13-14/06/2003
CHANTS
MÉDIÉVAUX
La
Vision de Tondale
L'ensemble vocal Dialogos donne deux concerts
à Paris au Musée national du Moyen-Âge
Préméditation
à la Divine Comédie de Dante, La Vision
de Tondale, texte du XIIe siècle, met en relief un
répertoire composé de polyphonies glagolitiques
rudes, pleines d'incroyables dissonances entourées d'harmonies
plus suaves du sud croate. Le temps de deux représentations
mises en scène par Sanda Hrzic, l'ensemble vocal féminin
Dialogos, dirigé par Katarina Livljanic, nous invite à
partir à la découverte des chantres dalmates du
Moyen Âge.
DIALOGOS |
Ensemble
de musique médiévale fondé par Katarina Livljanic en 1997,
Dialogos est composé de deux scholae : une à voix
de femmes et une à voix d'hommes. L'axe artistique de l'
ensemble est d'aborder des répertoires médiévaux les plus
archaïques d'une manière très actuelle et expressive, où
la recherche musicologique approfondie va de paire avec
une grande force scénique. La créativité dans le choix et
la préparation des programmes, ainsi que la refléxion qui
accompagne chaque nouveau projet, ont vite suscité un grand
intérêt du public et les acclamations des critiques qui
considèrent Dialogos comme un des jeunes ensembles européens
les plus intéressants dans le domaine de la musique médiévale.
Dialogos s'est produit dans de nombreux pays européens (les
festivals les plus importants en France, Allemagne, Hollande,
Suisse, Suède, Norvège, Croatie, Belgique), au Maroc et
aux Etats Unis.

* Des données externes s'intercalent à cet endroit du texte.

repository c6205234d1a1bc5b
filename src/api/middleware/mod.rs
//! HTTP middleware for request processing and protection.
//!
//! Provides authentication, CORS, and observability middleware.

pub mod auth;
pub mod cors;
pub mod tracing;
//! Handler for short URL redirect.

use askama::Template;
use askama_web::WebTemplate;
use axum::{
    extract::{Path, State},
    http::{HeaderValue, StatusCode, header},
    response::{IntoResponse, Response},
};
use serde_json::json;
use tracing::debug;

use crate::error::AppError;
use crate::state::AppState;
use crate::utils::location::encode_location;

/// Page shown for unknown short codes.
#[derive(Template, WebTemplate)]
#[template(path = "not_found.html")]
struct NotFoundTemplate {
    short_code: String,
    home_url: Option<String>,
}

/// Redirects a short code to its original URL.
///
/// # Endpoint
///
/// `GET /{shortCode}`
///
/// # Request Flow
///
/// 1. Look the code up in the store
/// 2. Increment its visit counter
/// 3. Return 307 Temporary Redirect with `Location: <longUrl>`, percent-encoding
///    any bytes a header cannot carry
///
/// The code is not format-checked; anything that is not stored is simply absent.
///
/// # Errors
///
/// Returns a 404 HTML page if the short code doesn't exist.
/// Returns 500 Internal Server Error on store failure.
pub async fn redirect_handler(
    Path(short_code): Path<String>,
    State(state): State<AppState>,
) -> Result<Response, AppError> {
    let long_url = match state.resolution_service.resolve(&short_code).await {
        Ok(url) => url,
        Err(AppError::NotFound { .. }) => {
            debug!(%short_code, "Unknown short code");
            let page = NotFoundTemplate {
                short_code,
                home_url: state.client_domain.clone(),
            };
            return Ok((StatusCode::NOT_FOUND, page).into_response());
        }
        Err(e) => return Err(e),
    };

    let location = HeaderValue::from_str(&encode_location(&long_url)).map_err(|_| {
        AppError::internal(
            "Stored URL cannot be used as a redirect target",
            json!({ "shortCode": short_code }),
        )
    })?;

    Ok((StatusCode::TEMPORARY_REDIRECT, [(header::LOCATION, location)]).into_response())
}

Leur CDs "Terra Adriatica"
et "Lombards & Barbares"
ont été couronnés des meilleures distinctions de critique
française : Diapason d'or, Choc du Monde de la Musique,
10 du Répertoire. Les projets actuels de l'ensemble
se tournent vers les répertoires les plus anciens du Moyen
Age européen (IX-XIIe s.), le plain chant de l'Italie Méridionale
et le théâtre liturgique. Parmi les programmes récents il
faut noter la "Vision de Tondale" du répertoire glagolitique
croate, mise en espace par Sanda Herzic et avec le conseil
artistique de Yoshi Oida, un des acteurs principaux de Peter
Brook. En 2003, l'ensemble réalisera une coproduction avec
l'ensemble Sequentia autour du plain chant carolingien,
dont la préparation a été faite à Harvard University aux
Etats Unis. |
Vendredi
13 et samedi 14 juin 2003 à 20 h 30
Musée national
du Moyen Âge
6, place Paul-Painlévé, Paris 5e
(Métro Cluny-La Sorbonne)
Réservations : 01 53 73 78 16 - (9h15 - 17h30)
Fnac et sur
3615 Fnac
Plein tarif : 16 euros ; tarif réduit : 13 euros.
«Si
ceux qui viennent au monde savaient ce qui les attend...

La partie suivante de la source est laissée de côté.